Restate verbatim the span of lines below between the line with "assert!(renderer.ptr_eq(&cache.get(&widget_ref(&widget))));" and the line with "assert_eq!(renderer.objects().len(), 1);", including those two lines, and only that span.

(Collected data)
· · · · · · ·

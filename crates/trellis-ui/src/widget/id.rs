//! Stable widget identity.

use std::fmt;
use std::num::NonZeroU64;
use std::sync::atomic::{AtomicU64, Ordering};

static NEXT_WIDGET_ID: AtomicU64 = AtomicU64::new(1);

/// Identity of a widget, independent of its content.
///
/// Ids are allocated from a process-wide counter and never reused, so two
/// widgets with identical state still have distinct ids. The renderer cache
/// and refresh scheduler key on this, never on structural equality.
#[derive(Debug, Clone, Copy, PartialEq, Eq, PartialOrd, Ord, Hash)]
pub struct WidgetId(NonZeroU64);

impl WidgetId {
    /// Allocate a fresh id.
    pub fn next() -> Self {
        let raw = NEXT_WIDGET_ID.fetch_add(1, Ordering::Relaxed);
        Self::from_raw(raw)
    }

    /// Rebuild an id from its raw value. Zero is mapped to one.
    pub fn from_raw(raw: u64) -> Self {
        Self(NonZeroU64::new(raw).unwrap_or(NonZeroU64::MIN))
    }

    /// Get the raw u64 value.
    pub const fn as_u64(&self) -> u64 {
        self.0.get()
    }
}

impl fmt::Display for WidgetId {
    fn fmt(&self, f: &mut fmt::Formatter<'_>) -> fmt::Result {
        write!(f, "Widget#{}", self.0)
    }
}

static_assertions::assert_eq_size!(WidgetId, Option<WidgetId>);
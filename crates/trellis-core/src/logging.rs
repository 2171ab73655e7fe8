use tracing_subscriber::EnvFilter;

/// Default filter used when `RUST_LOG` is not set.
pub const DEFAULT_FILTER: &str = "info,trellis_ui=debug";

/// Install the global `fmt` subscriber with the default filter.
pub fn init() {
    init_with_filter(DEFAULT_FILTER);
}

/// Install the global `fmt` subscriber.
///
/// `RUST_LOG` takes precedence over `filter` when it is set. Calling this more
/// than once is harmless; later calls leave the first subscriber in place.
pub fn init_with_filter(filter: &str) {
    let env_filter = EnvFilter::try_from_default_env().unwrap_or_else(|_| EnvFilter::new(filter));
    let _ = tracing_subscriber::fmt().with_env_filter(env_filter).try_init();
}

#[cfg(test)]
mod tests {
    use super::*;

    #[test]
    fn test_init_twice_is_harmless() {
        init_with_filter("warn");
        init();
    }
}
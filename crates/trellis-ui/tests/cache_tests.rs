//! Renderer cache lifecycle tests.

use std::rc::Rc;

use trellis_test_utils::{RecordingWidget, RendererCall};
use trellis_ui::{CanvasObject, Geometry, RendererCache, Size, Widget, WidgetRef};

fn widget_ref(widget: &Rc<RecordingWidget>) -> WidgetRef {
    widget.clone()
}

#[test]
fn test_get_twice_returns_same_instance() {
    let widget = RecordingWidget::new();
    let mut cache = RendererCache::new();

    let first = cache.get(&widget_ref(&widget));
    let second = cache.get(&widget_ref(&widget));

    assert!(first.ptr_eq(&second));
    assert_eq!(widget.log().created(), 1);
    assert_eq!(cache.created_count(), 1);
}

#[test]
fn test_invalidate_destroys_once_and_recreates() {
    let widget = RecordingWidget::new();
    let mut cache = RendererCache::new();

    let old = cache.get(&widget_ref(&widget));
    assert!(cache.invalidate(widget.id()));
    assert!(old.is_destroyed());
    assert_eq!(widget.log().destroys(0), 1);

    let new = cache.get(&widget_ref(&widget));
    assert!(!new.ptr_eq(&old));
    assert_ne!(new.id(), old.id());
    assert_eq!(widget.log().created(), 2);
    assert_eq!(widget.log().destroys(0), 1);
}

#[test]
fn test_invalidate_unknown_widget() {
    let widget = RecordingWidget::new();
    let mut cache = RendererCache::new();
    assert!(!cache.invalidate(widget.id()));
    assert_eq!(widget.log().created(), 0);
}

#[test]
fn test_n_cycles_create_n_instances() {
    const CYCLES: usize = 8;
    let widget = RecordingWidget::new();
    let mut cache = RendererCache::new();
    let mut seen = Vec::new();

    for _ in 0..CYCLES {
        let renderer = cache.get(&widget_ref(&widget));
        assert!(seen.iter().all(|id| *id != renderer.id()));
        seen.push(renderer.id());
        cache.invalidate(widget.id());
    }

    assert_eq!(seen.len(), CYCLES);
    assert_eq!(widget.log().created(), CYCLES);
    for instance in 0..CYCLES {
        assert_eq!(widget.log().destroys(instance), 1);
    }
}

#[test]
fn test_destroyed_outside_cache_is_replaced() {
    let widget = RecordingWidget::new();
    let mut cache = RendererCache::new();

    let first = cache.get(&widget_ref(&widget));
    first.destroy();
    assert!(cache.renderer(widget.id()).is_none());

    let second = cache.get(&widget_ref(&widget));
    assert!(!second.is_destroyed());
    assert_eq!(widget.log().created(), 2);
    assert_eq!(widget.log().destroys(0), 1);
}

#[test]
fn test_destroy_failure_is_swallowed() {
    let widget = RecordingWidget::new();
    widget.set_fail_destroy(true);
    let mut cache = RendererCache::new();

    let renderer = cache.get(&widget_ref(&widget));
    assert!(cache.invalidate(widget.id()));
    assert!(renderer.is_destroyed());
    assert!(!cache.contains(widget.id()));
}

#[test]
fn test_sweep_tears_down_dropped_widgets() {
    let kept = RecordingWidget::new();
    let dropped = RecordingWidget::new();
    let dropped_log = dropped.log().clone();
    let mut cache = RendererCache::new();

    cache.get(&widget_ref(&kept));
    let orphan = cache.get(&widget_ref(&dropped));
    drop(dropped);

    assert_eq!(cache.sweep(), 1);
    assert!(orphan.is_destroyed());
    assert_eq!(dropped_log.destroys(0), 1);
    assert_eq!(cache.len(), 1);
    assert!(cache.contains(kept.id()));
}

#[test]
fn test_hide_keeps_renderer() {
    let widget = RecordingWidget::new();
    let mut cache = RendererCache::new();

    let renderer = cache.get(&widget_ref(&widget));
    widget.hide();
    cache.sweep();
    widget.show();

    assert!(renderer.ptr_eq(&cache.get(&widget_ref(&widget))));
    assert_eq!(widget.log().destroys(0), 0);
}

#[test]
fn test_idle_expiry() {
    let widget = RecordingWidget::new();
    let mut cache = RendererCache::with_idle_expiry(2);

    let renderer = cache.get(&widget_ref(&widget));
    assert_eq!(cache.sweep(), 0);
    assert_eq!(cache.sweep(), 0);
    assert_eq!(cache.sweep(), 0);
    assert_eq!(cache.sweep(), 1);
    assert!(renderer.is_destroyed());
    assert!(cache.is_empty());
}

#[test]
fn test_use_resets_idle_window() {
    let widget = RecordingWidget::new();
    let mut cache = RendererCache::with_idle_expiry(1);

    let renderer = cache.get(&widget_ref(&widget));
    for _ in 0..5 {
        cache.sweep();
        cache.get(&widget_ref(&widget));
    }
    assert!(!renderer.is_destroyed());
}

#[test]
fn test_clear_and_drop_destroy_everything() {
    let a = RecordingWidget::new();
    let b = RecordingWidget::new();

    let mut cache = RendererCache::new();
    let ra = cache.get(&widget_ref(&a));
    cache.clear();
    assert!(ra.is_destroyed());
    assert!(cache.is_empty());

    let rb = cache.get(&widget_ref(&b));
    drop(cache);
    assert!(rb.is_destroyed());
    assert_eq!(b.log().destroys(0), 1);
}

#[test]
fn test_new_renderer_receives_current_state() {
    let child = RecordingWidget::new();
    let widget = RecordingWidget::with_children(vec![CanvasObject::widget(child)]);
    widget.set_min_size(Size::new(-5.0, 12.0));
    let mut cache = RendererCache::new();

    let renderer = cache.get(&widget_ref(&widget));
    assert_eq!(renderer.objects().len(), 1);
    assert_eq!(renderer.min_size(), Size::new(0.0, 12.0));
    assert_eq!(
        widget.log().calls_for(0).first(),
        Some(&RendererCall::Create)
    );
}

#[test]
fn test_renderer_lookup_does_not_create() {
    let widget = RecordingWidget::new();
    let mut cache = RendererCache::new();
    assert!(cache.renderer(widget.id()).is_none());
    assert_eq!(widget.log().created(), 0);

    cache.get(&widget_ref(&widget));
    assert!(cache.renderer(widget.id()).is_some());
    assert!(cache.widget(widget.id()).is_some());
}
//! Trellis UI - renderer lifecycle, caching and paint traversal
//!
//! This crate is the protocol between a retained-mode host and the widgets
//! consumers write for it:
//! - [`Widget`] / [`Renderer`] capability traits for custom components
//! - [`RendererCache`] owning one live renderer per widget, created lazily
//! - a composition traversal flattening the tree into a [`DrawList`]
//! - [`ThemeDispatcher`] broadcasting theme changes to live renderers
//! - [`RefreshScheduler`] coalescing state changes into one refresh per frame
//!
//! ## Quick Start
//!
//! ```rust
//! use trellis_ui::widgets::{Button, Panel, Toggle};
//! use trellis_ui::{Canvas, CanvasConfig, CanvasObject, Size, Theme, ThemeDispatcher};
//!
//! ThemeDispatcher::init(Theme::light()).unwrap();
//!
//! let toggle = Toggle::new("Dark mode");
//! let panel = Panel::with_children(vec![
//!     CanvasObject::widget(toggle.clone()),
//!     CanvasObject::widget(Button::new("Apply")),
//! ]);
//!
//! let mut canvas = Canvas::new(CanvasConfig::default().with_size(Size::new(320.0, 240.0)));
//! canvas.add(CanvasObject::widget(panel));
//!
//! // In the rendering loop:
//! let frame = canvas.paint();
//! frame.draw_list.check().unwrap();
//!
//! toggle.set_checked(true);
//! ThemeDispatcher::broadcast(Theme::dark()).unwrap();
//! assert_eq!(canvas.paint().refreshed, 1);
//!
//! ThemeDispatcher::shutdown();
//! ```

pub mod cache;
pub mod canvas;
pub mod canvas_object;
pub mod color;
pub mod draw_list;
pub mod error;
pub mod geometry;
pub mod paint;
pub mod refresh;
pub mod renderer;
pub mod theme;
pub mod theme_dispatcher;
pub mod widget;
pub mod widgets;

pub use cache::RendererCache;
pub use canvas::{Canvas, CanvasConfig, Frame};
pub use canvas_object::{CanvasObject, Line, Rectangle, Text};
pub use color::Color;
pub use draw_list::{DrawCommand, DrawList, LineCommand, QuadCommand, TextCommand};
pub use error::{DestroyError, StructuralError, UiError, UiResult};
pub use geometry::{Geometry, GeometryState};
pub use paint::{PaintStats, Painter};
pub use refresh::{RefreshHandle, RefreshScheduler, RefreshSlot};
pub use renderer::{RendererHandle, RendererId, WeakRendererHandle};
pub use theme::{ColorPalette, ColorRole, Spacing, Theme, ThemeBuilder, Typography};
pub use theme_dispatcher::ThemeDispatcher;
pub use widget::{Renderer, Widget, WidgetId, WidgetRef};

// Re-export geometry value types
pub use trellis_core::geometry::{Pos, Size};
pub use trellis_core::math::Vec2;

· · · · · · ·

• Task result:
    assert!(renderer.ptr_eq(&cache.get(&widget_ref(&widget))));
    assert_eq!(widget.log().destroys(0), 0);
}

#[test]
fn test_idle_expiry() {
    let widget = RecordingWidget::new();
    let mut cache = RendererCache::with_idle_expiry(2);

    let renderer = cache.get(&widget_ref(&widget));
    assert_eq!(cache.sweep(), 0);
    assert_eq!(cache.sweep(), 0);
    assert_eq!(cache.sweep(), 0);
    assert_eq!(cache.sweep(), 1);
    assert!(renderer.is_destroyed());
    assert!(cache.is_empty());
}

#[test]
fn test_use_resets_idle_window() {
    let widget = RecordingWidget::new();
    let mut cache = RendererCache::with_idle_expiry(1);

    let renderer = cache.get(&widget_ref(&widget));
    for _ in 0..5 {
        cache.sweep();
        cache.get(&widget_ref(&widget));
    }
    assert!(!renderer.is_destroyed());
}

#[test]
fn test_clear_and_drop_destroy_everything() {
    let a = RecordingWidget::new();
    let b = RecordingWidget::new();

    let mut cache = RendererCache::new();
    let ra = cache.get(&widget_ref(&a));
    cache.clear();
    assert!(ra.is_destroyed());
    assert!(cache.is_empty());

    let rb = cache.get(&widget_ref(&b));
    drop(cache);
    assert!(rb.is_destroyed());
    assert_eq!(b.log().destroys(0), 1);
}

#[test]
fn test_new_renderer_receives_current_state() {
    let child = RecordingWidget::new();
    let widget = RecordingWidget::with_children(vec![CanvasObject::widget(child)]);
    widget.set_min_size(Size::new(-5.0, 12.0));
    let mut cache = RendererCache::new();

    let renderer = cache.get(&widget_ref(&widget));
    assert_eq!(renderer.objects().len(), 1);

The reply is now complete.